Begin with the End in Mind

The resurrection accordingly influenced how early Christians read the Beatitudes, as in: Jesus rose from the dead, therefore “Honored are the poor in spirit, for theirs is the kingdom of heaven.” (Matt 5:3) Notice that the Beatitude explicitly refers to the kingdom of heaven—a place of healing and rest where the resurrected are assumed to go. Because early Christians read this Beatitude in view of the resurrection, so should postmoderns. 

More typically, postmoderns read the Beatitudes as “pie in the sky”—unobtainable and unrealistic. But how much risk is there in buying a stock if you already have tomorrow’s stock report? If tomorrow’s paper eliminates today’s risk, why dawdle in buying the stock? Unobtainable and unrealistic goals suddenly become reasonable— in light of the resurrection common fishermen become extraordinary apostles.
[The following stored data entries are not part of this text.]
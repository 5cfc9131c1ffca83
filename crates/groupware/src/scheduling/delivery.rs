//! Delivery routing (spec C6): resolves a recipient via C1, then either
//! merges the iTIP message into its local calendar or hands it off to an
//! iMIP/iSchedule transport, returning the SCHEDULE-STATUS code the
//! planner writes back onto the source event.

use crate::scheduling::{
    ItipSnapshots,
    inbound::{self, MergeResult, itip_merge_changes, itip_process_message},
    organizer::organizer_handle_update,
    snapshot::itip_snapshot,
};
use calcard::icalendar::{ICalendar, ICalendarMethod, ICalendarScheduleForceSendValue};
use common::{
    auth::{Acl, AuthContext, Privilege},
    config::SchedulingConfig,
    directory::Directory,
    store::{EventStore, StoredEvent},
    transport::{ImipMessage, ImipTransport, IScheduleRequest, IScheduleTransport},
};
use std::{future::Future, pin::Pin};
use types::{address::CalAddress, status::ScheduleStatusCode};

#[derive(Debug, Clone, Copy, PartialEq, Eq)]
pub enum DeliveryKind {
    Request,
    Reply,
    Cancel,
    PollStatus,
}

impl DeliveryKind {
    fn method(self) -> ICalendarMethod {
        match self {
            Self::Request => ICalendarMethod::Request,
            Self::Reply => ICalendarMethod::Reply,
            Self::Cancel => ICalendarMethod::Cancel,
            Self::PollStatus => ICalendarMethod::PollStatus,
        }
    }

    fn as_content_type(self) -> &'static str {
        match self {
            Self::Request => "REQUEST",
            Self::Reply => "REPLY",
            Self::Cancel => "CANCEL",
            Self::PollStatus => "POLLSTATUS",
        }
    }
}

/// One `Deliver(recipient, iTIP, kind, forceSend)` invocation (spec §4.6).
pub struct DeliveryRequest {
    pub sender: CalAddress,
    pub recipient: CalAddress,
    pub kind: DeliveryKind,
    pub force_send: Option<ICalendarScheduleForceSendValue>,
    pub itip: ICalendar,
}

/// The collaborators C6 is built against, bundled so a cascading
/// organizer-side update (spec §4.6's "emit a secondary organizer-side
/// update") can recurse through the same router without threading eight
/// parameters through every call.
pub struct DeliveryContext<'x> {
    pub directory: &'x dyn Directory,
    pub acl: &'x dyn Acl,
    pub store: &'x dyn EventStore,
    pub imip: &'x dyn ImipTransport,
    pub ischedule: &'x dyn IScheduleTransport,
    pub config: &'x SchedulingConfig,
    pub auth: &'x AuthContext,
}

/// Routes one delivery to completion and returns its SCHEDULE-STATUS code.
/// Boxed because a successful local REPLY cascades into further `deliver`
/// calls for the organizer's other attendees (async fns can't recurse
/// unboxed).
pub fn deliver<'x>(
    ctx: &'x DeliveryContext<'x>,
    request: DeliveryRequest,
) -> Pin<Box<dyn Future<Output = ScheduleStatusCode> + Send + 'x>>
where
    DeliveryRequest: 'x,
{
    Box::pin(async move {
        if !force_send_is_legal(request.force_send, request.kind) {
            return ScheduleStatusCode::InvalidParam;
        }

        let resolution = match crate::scheduling::resolve::resolve(
            ctx.directory,
            ctx.config,
            ctx.auth,
            &request.recipient,
        )
        .await
        {
            Ok(resolution) => resolution,
            Err(_) => return ScheduleStatusCode::NoUser,
        };

        use crate::scheduling::resolve::Resolution;
        match resolution {
            Resolution::SelfAddress => ScheduleStatusCode::Success,
            Resolution::Local { .. } => deliver_local(ctx, request).await,
            Resolution::ClusterRemote { domain } => deliver_ischedule(ctx, &domain, request).await,
            Resolution::External => deliver_imip(ctx, request).await,
        }
    })
}

fn force_send_is_legal(force_send: Option<ICalendarScheduleForceSendValue>, kind: DeliveryKind) -> bool {
    match force_send {
        None => true,
        Some(ICalendarScheduleForceSendValue::Reply) => kind == DeliveryKind::Reply,
        Some(ICalendarScheduleForceSendValue::Request) => kind == DeliveryKind::Request,
    }
}

async fn deliver_local(ctx: &DeliveryContext<'_>, request: DeliveryRequest) -> ScheduleStatusCode {
    let privilege = match request.kind {
        DeliveryKind::Reply => Privilege::ScheduleDeliverReply,
        DeliveryKind::Request | DeliveryKind::Cancel | DeliveryKind::PollStatus => {
            Privilege::ScheduleDeliverInvite
        }
    };
    match ctx.acl.has_privilege(ctx.auth, privilege, &request.recipient).await {
        Ok(true) => {}
        Ok(false) => return ScheduleStatusCode::NoPrivs,
        Err(_) => return ScheduleStatusCode::Rejected,
    }

    let Some(uid) = extract_uid(&request.itip) else {
        return ScheduleStatusCode::InvalidParam;
    };

    let stored = match ctx.store.find_by_uid(&request.recipient, &uid).await {
        Ok(stored) => stored,
        Err(_) => return ScheduleStatusCode::TempFail,
    };

    let Some(mut stored) = stored else {
        return match request.kind {
            DeliveryKind::Reply => ScheduleStatusCode::PermFail,
            DeliveryKind::Cancel | DeliveryKind::PollStatus => ScheduleStatusCode::Success,
            DeliveryKind::Request => {
                let mut ical = request.itip.clone();
                if inbound::itip_import_message(&mut ical).is_err() {
                    return ScheduleStatusCode::Rejected;
                }
                match ctx.store.create(&request.recipient, ical).await {
                    Ok(_) => {
                        let _ = ctx.store.write_inbox_item(&request.recipient, request.itip.clone()).await;
                        ScheduleStatusCode::Success
                    }
                    Err(_) => ScheduleStatusCode::TempFail,
                }
            }
        };
    };

    let recipient_email = request.recipient.as_str().to_string();
    let old_ical = stored.ical.clone();
    let (old_itip, new_itip) = match (
        itip_snapshot(&old_ical, std::slice::from_ref(&recipient_email), false),
        itip_snapshot(&request.itip, std::slice::from_ref(&recipient_email), false),
    ) {
        (Ok(old), Ok(new)) => (old, new),
        _ => return ScheduleStatusCode::Rejected,
    };

    match itip_process_message(
        &ctx.config.prod_id,
        &old_ical,
        old_itip,
        &request.itip,
        new_itip,
        request.sender.as_str().to_string(),
    ) {
        Ok(MergeResult::None) => ScheduleStatusCode::Success,
        Ok(MergeResult::Message(message)) => {
            let reply = DeliveryRequest {
                sender: request.recipient,
                recipient: request.sender,
                kind: DeliveryKind::Request,
                force_send: None,
                itip: message.message,
            };
            deliver(ctx, reply).await
        }
        Ok(MergeResult::Actions(actions)) => {
            itip_merge_changes(&mut stored.ical, actions);
            let new_ical = stored.ical.clone();

            if ctx.store.save(&request.recipient, stored).await.is_err() {
                return ScheduleStatusCode::TempFail;
            }
            let _ = ctx.store.write_inbox_item(&request.recipient, request.itip).await;

            if request.kind == DeliveryKind::Reply {
                cascade_organizer_update(ctx, &request.recipient, &request.sender, &old_ical, &new_ical).await;
            }

            ScheduleStatusCode::Success
        }
        Err(_) => ScheduleStatusCode::Rejected,
    }
}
Knowing that the end of the story is in Christ, the Beatitudes outline the three tensions in our spiritual life: our inward tension with ourselves (poor in spirit, mourning, and meekness), our upward tension with God (righteous, merciful, and pure), and our outward tension with the world (peacemakers, persecuted, and reviled). Inward tension exists, but we know the Holy Spirit will guide us. Upward tension exists, but we know that God loves us. Outward tension exists, but we have Christ’s example in seeking reconciliation and an open door to the future (Rev 3:20).

Tension was not the Plan

Because of our reconciliation with God, we know that our sinful nature which drives this tension was not part of God’s original design. Breaking God’s design, sin emerged in the Garden of Eden as Adam and Eve turned away from God and allowed sin to enter their lives (Gen 3:6). Yet, even as sin entered the world and tensed up our lives, God provided for our restoration through the death and resurrection of Jesus Christ (Gen 3:15).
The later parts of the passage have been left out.